An employee (single and without children) with a gross salary of 1000 euros starts from this month withholding 89 euros to the IRS (compared to the 112 euros per month he deducted in the first half of 2023 and the 96 euros withheld monthly during the second semester), which means that during the year you will withhold taxes totaling 1246 euros.
The cost exceeds the amount of tax you will have to pay, which according to consultant Ilya’s calculations is 1004 euros, meaning you should receive a refund of 241 euros.
These values only take into account the €250 deduction for general family expenses, not including other types of expenses that can also be deducted from the IRS, such as education, health care and others.
On a salary of €1,400, the tax withheld for that year would be €177 per month (2,478 per year), but the tax due would be around €2,367, which would mean the refund would be around €111 in this case. For a salary of €2,000, the refund (determined by the difference between withholdings and tax due) should be €190.

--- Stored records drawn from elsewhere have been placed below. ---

use std::collections::HashMap;

use jobgraph::dag::{find_cycles, topo};
use jobgraph::errors::JobGraphError;
use proptest::prelude::*;

use crate::{build_graph, dag_strategy, job_name};

proptest! {
    #[test]
    fn test_order_respects_every_edge((num_jobs, edges) in dag_strategy(12)) {
        let graph = build_graph(num_jobs, &edges);

        let order = topo::order(&graph).unwrap();
        prop_assert_eq!(order.len(), num_jobs);

        let position: HashMap<&str, usize> = order
            .iter()
            .enumerate()
            .map(|(i, id)| (id.as_str(), i))
            .collect();
        for (from, to) in graph.edges() {
            prop_assert!(position[from] < position[to], "{} must precede {}", from, to);
        }

        prop_assert_eq!(topo::order(&graph).unwrap(), order);
        prop_assert!(find_cycles(&graph).is_empty());
    }

    #[test]
    fn test_back_edge_always_reports_cycle(
        (num_jobs, edges) in dag_strategy(10).prop_filter("needs an edge", |(_, e)| !e.is_empty()),
        pick in any::<usize>(),
    ) {
        let mut graph = build_graph(num_jobs, &edges);
        let (from, to) = edges[pick % edges.len()];

        graph.add_dependency(&job_name(to), &job_name(from)).unwrap();

        match topo::order(&graph) {
            Err(JobGraphError::CyclicGraph(cycles)) => {
                prop_assert!(!cycles.is_empty());
                for cycle in &cycles {
                    let smallest = cycle.iter().min().unwrap();
                    prop_assert_eq!(&cycle[0], smallest);
                }
            }
            other => prop_assert!(false, "expected CyclicGraph, got {:?}", other),
        }
    }
}
// src/config/validate.rs

use serde_json::Value;
use tracing::{debug, warn};

use crate::config::model::{CanvasSection, JobDocument, JobSpec, RawDocument, RawJobRecord};
use crate::errors::{JobGraphError, Result};

impl TryFrom<RawDocument> for JobDocument {
    type Error = JobGraphError;

    fn try_from(raw: RawDocument) -> std::result::Result<Self, Self::Error> {
        validate_canvas(&raw.canvas)?;
        let jobs = extract_jobs(raw.jobs)?;
        Ok(JobDocument::new_unchecked(raw.canvas, jobs))
    }
}

/// Validate an already-built document (e.g. one assembled in tests).
pub fn validate_document(doc: &JobDocument) -> Result<()> {
    validate_canvas(&doc.canvas)
}

fn validate_canvas(canvas: &CanvasSection) -> Result<()> {
    let positive = [
        ("width", canvas.width),
        ("height", canvas.height),
        ("node_width", canvas.node_width),
        ("node_height", canvas.node_height),
        ("snap_radius", canvas.snap_radius),
    ];

    for (field, value) in positive {
        if !value.is_finite() || value <= 0.0 {
            return Err(JobGraphError::ConfigError(format!(
                "canvas.{field} must be a positive number (got {value})"
            )));
        }
    }

    Ok(())
}

/// Pull the `jobs` list out of the raw document.
///
/// Missing or non-list `jobs` is fatal. Entries that are not mappings are
/// skipped, as are mappings whose fields cannot be read at all.
fn extract_jobs(jobs: Option<Value>) -> Result<Vec<JobSpec>> {
    let items = match jobs {
        Some(Value::Array(items)) => items,
        Some(other) => {
            return Err(JobGraphError::MalformedSchema(format!(
                "`jobs` must be a list (got {})",
                value_kind(&other)
            )));
        }
        None => {
            return Err(JobGraphError::MalformedSchema(
                "document has no `jobs` list".to_string(),
            ));
        }
    };

    let mut specs = Vec::with_capacity(items.len());
    for (index, item) in items.into_iter().enumerate() {
        if !item.is_object() {
            warn!(index, kind = value_kind(&item), "skipping non-mapping entry in `jobs`");
            continue;
        }
        match serde_json::from_value::<RawJobRecord>(item) {
            Ok(raw) => specs.push(JobSpec::from_raw(raw)),
            Err(err) => {
                warn!(index, error = %err, "skipping unreadable entry in `jobs`");
            }
        }
    }

    debug!(count = specs.len(), "parsed job records");
    Ok(specs)
}

fn value_kind(value: &Value) -> &'static str {
    match value {
        Value::Null => "null",
        Value::Bool(_) => "a boolean",
        Value::Number(_) => "a number",
        Value::String(_) => "a string",
        Value::Array(_) => "a list",
        Value::Object(_) => "a mapping",
    }
}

In the set of simulations carried out by Ilya for Lusa, only with a monthly salary above 3000 per month should the reimbursement exceed 500 euros – a value lower than the average for reimbursements observed in recent years.

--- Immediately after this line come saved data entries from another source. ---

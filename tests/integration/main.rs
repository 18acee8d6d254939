#[path = "../common/mod.rs"]
mod common;

mod cli_run;
mod config_loading;
mod error_handling;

According to Luis Leon of Ilya, the reduction in refunds is a “positive” fact and reflects the fact that in 2024 a new withholding tax model will be applied (which tries to reflect the progressivity of the tax and the income groups that make up it). from the beginning of the year, and not just for one semester, as happened in 2023.
“Tax withholding is an advance of money to the government, it’s money that should be in people’s pockets, not on the government’s side,” says Ilya’s inspector and co-founder, noting that the tax actually owed by each taxpayer does not match this monthly rebate, but the one determined when filing the annual income tax return.

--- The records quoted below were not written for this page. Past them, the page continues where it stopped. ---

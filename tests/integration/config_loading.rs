use jobgraph::config::{DocumentFormat, load_and_validate, load_str, normalize_depend};
use jobgraph::dag::{GraphModel, validate};
use jobgraph::editor::Editor;
use jobgraph::types::RoutingStyle;
use serde_json::json;

use crate::common::{document_file, ids, init_tracing};

const YAML_DOC: &str = r#"
canvas:
  width: 1000
  routing: orthogonal

jobs:
  - job: J1
    name: fetch
    value: pull sources
  - job: J2
    name: build
    depend: fetch
  - name: test
    value: 42
    depend: [build, fetch]
  - just a string
"#;

#[test]
fn test_yaml_document_loads_with_canvas_overrides() {
    init_tracing();
    let file = document_file(YAML_DOC, ".yaml");

    let doc = load_and_validate(file.path()).unwrap();

    assert_eq!(doc.jobs.len(), 3);
    assert_eq!(doc.canvas.width, 1000.0);
    assert_eq!(doc.canvas.height, 600.0);
    assert_eq!(doc.canvas.snap_radius, 20.0);
    assert_eq!(doc.canvas.routing, RoutingStyle::Orthogonal);

    assert_eq!(doc.jobs[0].job.as_deref(), Some("J1"));
    assert_eq!(doc.jobs[1].depend, ids(&["fetch"]));
    assert_eq!(doc.jobs[2].value.as_deref(), Some("42"));
    assert_eq!(doc.jobs[2].depend, ids(&["build", "fetch"]));
}

#[test]
fn test_json_document_by_extension() {
    let file = document_file(
        r#"{ "jobs": [ { "name": "A" }, { "name": "B", "depend": ["A"] } ] }"#,
        ".json",
    );

    let doc = load_and_validate(file.path()).unwrap();
    let graph = GraphModel::from_document(&doc).unwrap();

    assert_eq!(graph.edges().count(), 1);
}

#[test]
fn test_toml_document_by_extension() {
    let file = document_file(
        r#"
[canvas]
snap_radius = 12.5

[[jobs]]
name = "A"

[[jobs]]
name = "B"
depend = "A"
"#,
        ".toml",
    );

    let doc = load_and_validate(file.path()).unwrap();

    assert_eq!(doc.canvas.snap_radius, 12.5);
    assert_eq!(doc.jobs[1].depend, ids(&["A"]));
}

#[test]
fn test_unknown_extension_reads_as_yaml() {
    let file = document_file("jobs:\n  - name: only\n", ".jobs");

    let doc = load_and_validate(file.path()).unwrap();

    assert_eq!(doc.jobs.len(), 1);
}

#[test]
fn test_depend_normalization() {
    assert_eq!(normalize_depend(Some(&json!("X"))), ids(&["X"]));
    assert_eq!(normalize_depend(Some(&json!(5))), ids(&["5"]));
    assert_eq!(normalize_depend(Some(&json!(1.5))), ids(&["1.5"]));
    assert_eq!(normalize_depend(Some(&json!(["a", 7, "", null, {"k": 1}]))), ids(&["a", "7"]));
    assert!(normalize_depend(Some(&json!({"name": "X"}))).is_empty());
    assert!(normalize_depend(Some(&json!(true))).is_empty());
    assert!(normalize_depend(Some(&json!(""))).is_empty());
    assert!(normalize_depend(None).is_empty());
}

#[test]
fn test_mapping_depend_means_no_dependencies() {
    let doc = load_str(
        "jobs:\n  - name: A\n    depend: { name: B }\n",
        DocumentFormat::Yaml,
    )
    .unwrap();
    let graph = GraphModel::from_document(&doc).unwrap();

    assert_eq!(graph.dependency_pairs().count(), 0);
    assert!(validate(&graph).is_clean());
}

#[test]
fn test_full_pipeline_from_file_to_editor() {
    let file = document_file(YAML_DOC, ".yml");
    let doc = load_and_validate(file.path()).unwrap();

    let editor = Editor::from_document(&doc).unwrap();

    assert!(editor.report().is_clean());
    assert_eq!(editor.connections().len(), 3);
    assert_eq!(editor.levels()["test"], 2);

    let plan = editor.execution_plan().unwrap();
    let names: Vec<&str> = plan.iter().map(|e| e.name.as_str()).collect();
    assert_eq!(names, vec!["fetch", "build", "test"]);
}

#[test]
fn test_numeric_depend_matches_numeric_name_in_both_forms() {
    let doc = load_str(
        "jobs:\n  - name: 5\n  - name: a\n    depend: 5\n  - name: b\n    depend: [5]\n",
        DocumentFormat::Yaml,
    )
    .unwrap();
    let graph = GraphModel::from_document(&doc).unwrap();

    assert_eq!(graph.dependencies_of("a"), vec!["5"]);
    assert_eq!(graph.dependencies_of("b"), vec!["5"]);
    assert!(validate(&graph).is_clean());
}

However, some tax experts interviewed by Lusa believe that many people are accustomed to using IRS refunds to cover some more costly expenses – such as insurance, for example – and that cutting them may seem strange.
This reduction should be felt as early as 2024, when taxpayers file their 2023 IRS returns, and will increase in 2025, when the IRS estimates the income that will be paid during the current year.
The withholding tax tables that began to apply to Social Security pensions earlier this month and which now continue to apply to dependent wages have been adjusted to take into account the update of income brackets (at 3%), the existence of a new minimum and tax cuts rates falling into the first five IRS categories.
Author: Lusa
Source: CM Jornal
I’m Tifany Hawkins, a professional journalist with years of experience in news reporting. I currently work for a prominent news website and write articles for 24NewsReporters as an author. My primary focus is on economy-related stories, though I am also experienced in several other areas of journalism.